Task objective. Beginning with the line that contains "use std::path::Path;" in the material below, print each line exactly until the line that contains "const DATA_PLACEHOLDER: &str" has been printed, then stop.

Source records.

++++++++++++++++++++

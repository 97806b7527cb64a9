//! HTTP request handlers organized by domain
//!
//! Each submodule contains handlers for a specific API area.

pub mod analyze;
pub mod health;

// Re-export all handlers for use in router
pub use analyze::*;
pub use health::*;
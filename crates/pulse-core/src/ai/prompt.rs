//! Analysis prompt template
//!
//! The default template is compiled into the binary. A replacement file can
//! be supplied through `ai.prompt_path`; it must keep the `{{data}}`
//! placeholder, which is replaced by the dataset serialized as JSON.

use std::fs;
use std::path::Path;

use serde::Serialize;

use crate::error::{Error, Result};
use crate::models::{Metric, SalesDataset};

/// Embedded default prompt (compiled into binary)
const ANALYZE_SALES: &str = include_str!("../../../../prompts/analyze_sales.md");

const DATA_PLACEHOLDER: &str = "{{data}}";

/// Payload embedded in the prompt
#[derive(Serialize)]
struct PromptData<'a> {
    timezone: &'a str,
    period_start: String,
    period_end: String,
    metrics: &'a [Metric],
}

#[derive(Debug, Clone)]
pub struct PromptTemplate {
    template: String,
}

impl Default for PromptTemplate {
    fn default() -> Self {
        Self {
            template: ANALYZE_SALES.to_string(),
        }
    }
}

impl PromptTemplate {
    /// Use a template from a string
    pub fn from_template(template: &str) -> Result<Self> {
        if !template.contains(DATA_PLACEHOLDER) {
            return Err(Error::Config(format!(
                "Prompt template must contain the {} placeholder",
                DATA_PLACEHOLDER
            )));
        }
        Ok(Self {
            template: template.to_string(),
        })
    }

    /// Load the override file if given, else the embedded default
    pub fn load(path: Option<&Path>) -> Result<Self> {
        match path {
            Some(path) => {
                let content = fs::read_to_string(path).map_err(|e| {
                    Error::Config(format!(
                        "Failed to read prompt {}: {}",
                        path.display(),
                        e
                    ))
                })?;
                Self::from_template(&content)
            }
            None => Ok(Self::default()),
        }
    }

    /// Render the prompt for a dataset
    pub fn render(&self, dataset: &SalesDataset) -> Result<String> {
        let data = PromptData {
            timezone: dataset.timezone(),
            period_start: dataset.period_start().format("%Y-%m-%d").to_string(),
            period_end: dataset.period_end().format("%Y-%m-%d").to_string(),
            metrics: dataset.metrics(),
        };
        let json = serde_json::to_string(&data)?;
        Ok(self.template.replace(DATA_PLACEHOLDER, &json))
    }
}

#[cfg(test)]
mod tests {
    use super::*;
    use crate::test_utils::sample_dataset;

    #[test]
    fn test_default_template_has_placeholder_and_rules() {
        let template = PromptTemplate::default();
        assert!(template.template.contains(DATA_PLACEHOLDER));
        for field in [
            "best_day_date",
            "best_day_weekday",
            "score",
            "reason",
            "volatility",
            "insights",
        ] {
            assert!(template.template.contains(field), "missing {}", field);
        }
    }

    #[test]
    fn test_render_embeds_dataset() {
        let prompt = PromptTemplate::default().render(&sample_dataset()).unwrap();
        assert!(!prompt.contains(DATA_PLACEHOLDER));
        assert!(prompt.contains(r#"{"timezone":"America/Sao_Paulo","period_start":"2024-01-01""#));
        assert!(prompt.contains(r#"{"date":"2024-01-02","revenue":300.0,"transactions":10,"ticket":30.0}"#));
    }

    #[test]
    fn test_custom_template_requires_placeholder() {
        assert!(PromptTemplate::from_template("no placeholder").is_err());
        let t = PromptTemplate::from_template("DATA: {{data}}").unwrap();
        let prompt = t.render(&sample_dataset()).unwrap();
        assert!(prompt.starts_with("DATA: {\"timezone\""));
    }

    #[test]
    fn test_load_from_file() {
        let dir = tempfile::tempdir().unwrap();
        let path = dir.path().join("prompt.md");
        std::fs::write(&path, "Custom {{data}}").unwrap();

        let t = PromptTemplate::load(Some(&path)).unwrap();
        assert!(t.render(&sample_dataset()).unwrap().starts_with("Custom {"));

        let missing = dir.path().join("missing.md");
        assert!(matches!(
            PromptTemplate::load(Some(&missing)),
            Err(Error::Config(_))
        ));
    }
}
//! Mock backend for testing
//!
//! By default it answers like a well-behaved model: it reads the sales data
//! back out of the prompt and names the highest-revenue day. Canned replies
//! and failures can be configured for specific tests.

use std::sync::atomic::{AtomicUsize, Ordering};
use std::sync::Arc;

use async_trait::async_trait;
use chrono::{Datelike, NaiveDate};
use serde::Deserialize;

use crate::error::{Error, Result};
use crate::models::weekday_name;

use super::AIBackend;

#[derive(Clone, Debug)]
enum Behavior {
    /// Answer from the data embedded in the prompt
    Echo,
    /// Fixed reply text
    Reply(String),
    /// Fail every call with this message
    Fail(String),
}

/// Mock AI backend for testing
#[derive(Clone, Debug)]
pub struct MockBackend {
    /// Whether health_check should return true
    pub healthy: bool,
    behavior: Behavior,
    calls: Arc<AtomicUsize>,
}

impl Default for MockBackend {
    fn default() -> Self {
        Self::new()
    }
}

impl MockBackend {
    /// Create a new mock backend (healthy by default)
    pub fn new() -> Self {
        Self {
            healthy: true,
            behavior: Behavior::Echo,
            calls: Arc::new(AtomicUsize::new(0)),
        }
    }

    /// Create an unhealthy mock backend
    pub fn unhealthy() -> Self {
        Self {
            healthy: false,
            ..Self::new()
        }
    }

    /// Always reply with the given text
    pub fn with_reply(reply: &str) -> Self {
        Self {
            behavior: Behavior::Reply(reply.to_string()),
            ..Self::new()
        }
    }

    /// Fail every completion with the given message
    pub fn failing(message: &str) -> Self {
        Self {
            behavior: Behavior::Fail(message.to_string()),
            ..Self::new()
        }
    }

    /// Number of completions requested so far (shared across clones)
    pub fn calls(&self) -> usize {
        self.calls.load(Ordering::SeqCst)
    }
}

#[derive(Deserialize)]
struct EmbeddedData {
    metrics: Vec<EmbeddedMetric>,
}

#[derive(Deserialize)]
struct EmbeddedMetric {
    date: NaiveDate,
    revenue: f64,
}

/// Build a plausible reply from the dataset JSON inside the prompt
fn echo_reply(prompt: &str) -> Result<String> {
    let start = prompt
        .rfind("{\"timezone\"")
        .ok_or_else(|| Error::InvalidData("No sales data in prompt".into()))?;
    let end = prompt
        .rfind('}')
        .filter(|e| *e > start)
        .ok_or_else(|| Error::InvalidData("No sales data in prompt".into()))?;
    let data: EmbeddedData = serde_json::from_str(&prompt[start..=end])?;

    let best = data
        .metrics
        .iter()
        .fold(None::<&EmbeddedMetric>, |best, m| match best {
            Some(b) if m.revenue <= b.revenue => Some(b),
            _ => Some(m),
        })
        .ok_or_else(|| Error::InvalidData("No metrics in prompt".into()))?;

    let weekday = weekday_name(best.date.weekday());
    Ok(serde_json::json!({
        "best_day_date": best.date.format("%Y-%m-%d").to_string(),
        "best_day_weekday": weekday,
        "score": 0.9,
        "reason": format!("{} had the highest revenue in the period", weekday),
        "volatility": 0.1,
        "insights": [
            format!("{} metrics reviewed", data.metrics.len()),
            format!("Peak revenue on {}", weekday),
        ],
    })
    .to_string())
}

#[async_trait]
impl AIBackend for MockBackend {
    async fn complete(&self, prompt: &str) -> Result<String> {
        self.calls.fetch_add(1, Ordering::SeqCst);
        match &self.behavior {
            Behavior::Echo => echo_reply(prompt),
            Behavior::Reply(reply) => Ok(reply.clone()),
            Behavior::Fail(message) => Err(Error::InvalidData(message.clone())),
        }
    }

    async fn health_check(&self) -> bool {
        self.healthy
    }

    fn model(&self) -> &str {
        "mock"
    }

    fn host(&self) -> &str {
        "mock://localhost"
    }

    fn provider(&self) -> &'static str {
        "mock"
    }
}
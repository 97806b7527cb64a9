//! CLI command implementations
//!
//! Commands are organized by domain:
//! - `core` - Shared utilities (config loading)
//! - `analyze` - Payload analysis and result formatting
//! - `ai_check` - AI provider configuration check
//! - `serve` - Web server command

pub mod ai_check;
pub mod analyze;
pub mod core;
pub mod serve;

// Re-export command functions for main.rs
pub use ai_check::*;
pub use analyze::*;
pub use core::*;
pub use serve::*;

++++++++++++++++++++

Solution to this task.
use std::path::Path;

use serde::Serialize;

use crate::error::{Error, Result};
use crate::models::{Metric, SalesDataset};

/// Embedded default prompt (compiled into binary)
const ANALYZE_SALES: &str = include_str!("../../../../prompts/analyze_sales.md");

const DATA_PLACEHOLDER: &str = "{{data}}";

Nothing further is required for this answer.